Work instructions: Some lines of the records below include the word "impl". Report how many, and write nothing besides the number.

Data records:

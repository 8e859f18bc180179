//! The accessor contract: how a channel manager reads and writes a store.

use serde::de::DeserializeOwned;
use serde::Serialize;

use crate::error::AccessorError;

/// Snapshot/patch pair supplied by whatever store is being synchronised.
///
/// Both calls are synchronous and may be made from inside message handling.
/// `patch` may synchronously notify the store's subscribers, which in turn may
/// call back into the manager's broadcast path; the manager suppresses those
/// re-broadcasts itself, so accessors need no guard of their own.
pub trait StateAccessor: Send + Sync + 'static {
    /// Full state and partial patches share one type. A patch names a subset
    /// of top-level keys; a snapshot names all of them.
    type State: Clone + Serialize + DeserializeOwned + Send + Sync + 'static;

    /// Return the current full state.
    fn snapshot(&self) -> Result<Self::State, AccessorError>;

    /// Apply a partial state by key-level replace.
    fn patch(&self, partial: Self::State) -> Result<(), AccessorError>;
}

impl<T: StateAccessor> StateAccessor for std::sync::Arc<T> {
    type State = T::State;

    fn snapshot(&self) -> Result<Self::State, AccessorError> {
        (**self).snapshot()
    }

    fn patch(&self, partial: Self::State) -> Result<(), AccessorError> {
        (**self).patch(partial)
    }
}

/// An accessor built from a getter and a setter closure.
pub struct FnAccessor<S, G, P> {
    get: G,
    set: P,
    _state: std::marker::PhantomData<fn() -> S>,
}

impl<S, G, P> FnAccessor<S, G, P>
where
    G: Fn() -> Result<S, AccessorError>,
    P: Fn(S) -> Result<(), AccessorError>,
{
    pub fn new(get: G, set: P) -> Self {
        Self {
            get,
            set,
            _state: std::marker::PhantomData,
        }
    }
}

impl<S, G, P> StateAccessor for FnAccessor<S, G, P>
where
    S: Clone + Serialize + DeserializeOwned + Send + Sync + 'static,
    G: Fn() -> Result<S, AccessorError> + Send + Sync + 'static,
    P: Fn(S) -> Result<(), AccessorError> + Send + Sync + 'static,
{
    type State = S;

    fn snapshot(&self) -> Result<S, AccessorError> {
        (self.get)()
    }

    fn patch(&self, partial: S) -> Result<(), AccessorError> {
        (self.set)(partial)
    }
}

#[cfg(test)]
mod tests {
    use super::*;
    use crate::state::StateMap;
    use serde_json::json;
    use std::sync::{Arc, Mutex};

    #[test]
    fn test_fn_accessor_roundtrip() {
        let store = Arc::new(Mutex::new(StateMap::single("count", json!(0))));

        let read = Arc::clone(&store);
        let write = Arc::clone(&store);
        let accessor = FnAccessor::new(
            move || Ok(read.lock().unwrap().clone()),
            move |patch: StateMap| {
                write.lock().unwrap().merge(patch);
                Ok(())
            },
        );

        accessor.patch(StateMap::single("count", json!(3))).unwrap();
        assert_eq!(accessor.snapshot().unwrap().get("count"), Some(&json!(3)));
    }

    #[test]
    fn test_fn_accessor_propagates_errors() {
        let accessor = FnAccessor::new(
            || -> Result<StateMap, AccessorError> { Err(AccessorError::Unavailable) },
            |_: StateMap| Err(AccessorError::store("read-only")),
        );

        assert!(matches!(accessor.snapshot(), Err(AccessorError::Unavailable)));
        assert!(matches!(
            accessor.patch(StateMap::new()),
            Err(AccessorError::Store(_))
        ));
    }
}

Worked solution: 3